Life Biosciences will on Monday announce the completion of a $50M funding round - twice its original target - to invest in a range of approaches to extending healthy life. "We have undertaken a big land-grab of longevity-related intellectual property and we have pulled together a lot of the world's longevity scientists." Longevity is a rapidly expanding sector of the biotech industry, as scientists learn more about the way biological pathways fail in old age. Investors in Life Biosciences are mainly wealthy individuals and family trusts, reflecting a widespread view that ageing millionaires are keen to put some of their money into longevity research.

Life Biosciences had quietly raised $25M in an early financing round in 2017. It declined to disclose the company's current value but others familiar with the latest fundraising estimated the valuation at about $500M. "We are tackling all eight pathways of age-related decline." These include cellular senescence, stem cell exhaustion, and dysfunction in mitochondria (the energy-generating units in cells). Six "daughter companies" work semi-independently on different development projects. One such company, Senolytic Therapeutics, is developing compounds and technologies that target senescent cells. Researchers believe that destroying these "zombie" cells will counteract some of the adverse effects of ageing.


Do you foresee the development of a mutual fund specializing in anti-aging companies?

Posted by: Peter Christiansen at January 21st, 2019 5:41 PM

@Peter Christiansen: In time, but not for years yet.

Posted by: Reason at January 21st, 2019 7:50 PM

Let's hope the hype crash does not lead to long term hibernation in aging funding

I fear it coming

A $400 MM post money for Juvenescence??

Let's see:

The Juvenescence 14.4MM AgeX shares, at NYSE current market price of $4.23 = $61 MM (they own approx 40% of AgeX today)

Add on top of that the new $46MM of cash

That means the folks there think the value of everything else in their portfolio (early stage discovery shops LyGenesis and Antoxerene, and AI magicians Insilico and Netramark) is at least $300 million???? And they own less than 100% of each of those assets!

That technically values each of those assets at least $75 million each! More than their AgeX shares are valued on the NYSE?!

As far as Sinclair, and anyone that would trust him corner the market with such a "bio-conglomerate" model, I have nothing else to say but......Sirtris

Keep the money on the sidelines and let these institutions have the first crash - I feel that there will be Warren Buffet style value to pick up in the coming years

Posted by: BioInvestor99 at January 22nd, 2019 5:22 AM

Think of where we were from like 2000 to 2016, and now how far we came in 2017 and 2018. It also shows why its hard to predict how far we can go in a certain time period.

I don't see a crash anytime soon. Like in railways, those first people in, building the first rail lines, between the big cities, those were just pure gold. Those lines are still gold over a hundred years later.

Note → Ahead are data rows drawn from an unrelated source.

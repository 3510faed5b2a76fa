//! Parameter-form rendering over the [`ParamForm`] model.

use chaosdeck_control::ParamForm;
use chaosdeck_types::FieldKind;
use egui::{ComboBox, RichText, TextEdit, Ui};

/// Render every field of `form`, typed per kind. Returns true when any
/// value changed this frame; dependency rules are re-applied on change.
pub fn param_form_ui(ui: &mut Ui, form: &mut ParamForm, id_salt: &str) -> bool {
    let mut changed = false;
    let suggestions = form.suggestions().to_vec();

    for index in 0..form.len() {
        let Some(field) = form.field_mut(index) else {
            continue;
        };
        let spec = field.spec.clone();

        ui.horizontal(|ui| {
            let mut label = RichText::new(&spec.label);
            if !spec.required {
                label = RichText::new(format!("{} (optional)", spec.label));
            }
            ui.label(label.small());
        });

        match spec.kind {
            FieldKind::Select => {
                let mut selected = field.value.clone();
                let selected_label = spec
                    .options
                    .iter()
                    .find(|o| o.value == selected)
                    .map(|o| o.label.clone())
                    .unwrap_or_else(|| selected.clone());
                ComboBox::from_id_salt((id_salt, &spec.name))
                    .selected_text(selected_label)
                    .width(200.0)
                    .show_ui(ui, |ui| {
                        for option in &spec.options {
                            ui.selectable_value(
                                &mut selected,
                                option.value.clone(),
                                option.label.clone(),
                            );
                        }
                    });
                if selected != field.value {
                    field.value = selected;
                    changed = true;
                }
            }
            FieldKind::Node => {
                let response = ui.add_enabled(
                    field.enabled,
                    TextEdit::singleline(&mut field.value)
                        .hint_text(field.placeholder.clone())
                        .desired_width(200.0),
                );
                if response.changed() {
                    changed = true;
                }
                if !suggestions.is_empty() {
                    ui.label(
                        RichText::new(format!("known: {}", suggestions.join(", ")))
                            .small()
                            .weak(),
                    );
                }
            }
            FieldKind::Number | FieldKind::Text => {
                let response = ui.add_enabled(
                    field.enabled,
                    TextEdit::singleline(&mut field.value)
                        .hint_text(field.placeholder.clone())
                        .desired_width(200.0),
                );
                if response.changed() {
                    changed = true;
                }
            }
        }

        if let Some(help) = &spec.help {
            ui.label(RichText::new(help).small().weak());
        }
        ui.add_space(4.0);
    }

    if changed {
        form.apply_rules();
    }
    changed
}
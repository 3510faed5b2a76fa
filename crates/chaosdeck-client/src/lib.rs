//! ExecutionClient trait: the sole API boundary between chaosdeck and the
//! execution service. The console and the orchestration core depend on this
//! crate, never on a concrete transport.

pub mod error;
pub mod http;
pub mod scripted;

use async_trait::async_trait;
use chaosdeck_types::{
    ActionRequest, ActionResponse, ConfigResponse, FuncTestRequest, TestExecutionResponse,
    TestcasesResponse,
};

pub use error::ClientError;
pub use http::HttpClient;
pub use scripted::ScriptedClient;

pub type Result<T> = std::result::Result<T, ClientError>;

/// The five operations the execution service exposes.
///
/// Every call is a single request/response: no retry, no client-side
/// timeout, no cancellation. The caller owns lifecycle (disabling its
/// trigger control for the duration of the call).
#[async_trait]
pub trait ExecutionClient: Send + Sync {
    /// Reachability probe; `Ok` on HTTP 200, anything else is offline.
    async fn health(&self) -> Result<()>;

    /// Fetch nodes, groups, action definitions and output limits.
    async fn fetch_config(&self) -> Result<ConfigResponse>;

    /// Fetch the functional-test scenario list.
    async fn fetch_testcases(&self) -> Result<TestcasesResponse>;

    /// Dispatch one action invocation.
    async fn dispatch(&self, request: &ActionRequest) -> Result<ActionResponse>;

    /// Run one functional test; baseline → action → verify happens
    /// server-side.
    async fn run_functest(&self, request: &FuncTestRequest) -> Result<TestExecutionResponse>;
}
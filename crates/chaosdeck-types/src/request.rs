//! Request bodies for the two dispatch endpoints.

use serde::{Deserialize, Serialize};
use std::collections::BTreeMap;

/// Body of `POST /api/action`.
#[derive(Debug, Clone, PartialEq, Serialize, Deserialize)]
pub struct ActionRequest {
    pub action: String,
    #[serde(default)]
    pub params: BTreeMap<String, String>,
    /// Opt-in switches for verification families the service may bundle
    /// with the action (e.g. a heavyweight virtualization test family).
    /// An empty map requests none and stays off the wire.
    #[serde(default, skip_serializing_if = "BTreeMap::is_empty")]
    pub tests: BTreeMap<String, bool>,
}

impl ActionRequest {
    pub fn new(action: impl Into<String>) -> Self {
        Self {
            action: action.into(),
            params: BTreeMap::new(),
            tests: BTreeMap::new(),
        }
    }
}

/// Body of `POST /api/functest`. Parameter values are strings or numbers,
/// exactly as collected from the form.
#[derive(Debug, Clone, PartialEq, Serialize, Deserialize)]
pub struct FuncTestRequest {
    pub key: String,
    #[serde(default)]
    pub params: BTreeMap<String, serde_json::Value>,
}
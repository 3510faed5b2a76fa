//! Shared API types for chaosdeck.
//!
//! Every request and response exchanged with the execution service is
//! defined here, once, and reused by the client, the orchestration core
//! and the console. Optional wire fields are true `Option`s with
//! `#[serde(default)]`; unknown fields sent by newer services are ignored.

pub mod catalog;
pub mod request;
pub mod result;

pub use catalog::{
    ActionDefinition, ConfigResponse, FieldKind, FieldRule, GroupDefinition, NodeInfo,
    OutputLimits, ParamSpec, SelectOption, TestDefinition, TestcasesResponse,
};
pub use request::{ActionRequest, FuncTestRequest};
pub use result::{
    ActionOutcome, ActionResponse, BundledTest, CheckResult, NodeResult, OutputMeta,
    TestExecutionResponse,
};
//! Single-action dispatch and response normalization.

use chaosdeck_client::{ClientError, ExecutionClient};
use chaosdeck_types::{ActionRequest, ActionResponse, NodeResult, OutputMeta};
use std::collections::BTreeMap;

/// Send one action invocation. One request, no retry, no timeout; the
/// caller owns lifecycle. The only client-side side effect is the
/// normalization below; fault injection happens entirely server-side.
pub async fn dispatch(
    client: &dyn ExecutionClient,
    action_key: &str,
    params: BTreeMap<String, String>,
    test_flags: BTreeMap<String, bool>,
) -> Result<ActionResponse, ClientError> {
    let request = ActionRequest {
        action: action_key.to_string(),
        params,
        tests: test_flags,
    };
    let response = client.dispatch(&request).await?;
    Ok(normalize_response(response))
}

/// Enforce the truncation invariant on every node result:
/// `stdout_meta.is_some() ⇔ truncated` (same for `stderr_meta`).
///
/// The service historically sent metadata unconditionally; stray metadata on
/// untruncated results is dropped. A truncated result missing its metadata
/// gets one synthesized from the delivered counts, which keeps the
/// "totals ≥ delivered" bound with equality. Result order is untouched.
pub fn normalize_response(mut response: ActionResponse) -> ActionResponse {
    for result in &mut response.results {
        normalize_node_result(result);
    }
    for test in &mut response.tests {
        for result in &mut test.results {
            normalize_node_result(result);
        }
    }
    response
}

pub(crate) fn normalize_node_result(result: &mut NodeResult) {
    if result.truncated {
        if result.stdout_meta.is_none() {
            result.stdout_meta = Some(delivered_meta(result.stdout.as_deref()));
        }
        if result.stderr_meta.is_none() {
            result.stderr_meta = Some(delivered_meta(result.stderr.as_deref()));
        }
    } else {
        result.stdout_meta = None;
        result.stderr_meta = None;
    }
}

fn delivered_meta(text: Option<&str>) -> OutputMeta {
    let text = text.unwrap_or_default();
    OutputMeta {
        total_lines: if text.is_empty() { 0 } else { text.lines().count() as u64 },
        total_chars: text.chars().count() as u64,
    }
}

It took decades of massive investment in railroads before the good opportunities started to run out, and more questionable railroads were being built.

Posted by: aa3 at January 22nd, 2019 9:07 PM


An interesting parallel

But back then you had railroad magnates like billionaire Cornelius Vanderbilt footing a large part of the development phase

Not millions of small retail investors that are being pulled in much earlier in by billionaires like Mellon who seem to be putting very little proportionately of their wealth on the table, and are promising hype that could evaporate in an instant

Posted by: BioInvestor99 at January 23rd, 2019 4:08 AM

@BioInvestor99, it does show the guys like Mellon are not as confident in the opportunity as Vanderbilt was in railroads.

I think once Vanderbilt got approval from governments to build a line between two cities, where at that point no rail lines existed between those cities, it was a virtually no-risk investment. In that light there was no reason for him to share the opportunity with other investors. He may though have been spreading the risk by taking loans from a number of banks, and raising funds through bonds from a number of sources.

An analogy to raising big capital once you have the approval, is how pharmaceutical companies use debt to buy up smaller companies that have an approval or very likely to get that approval.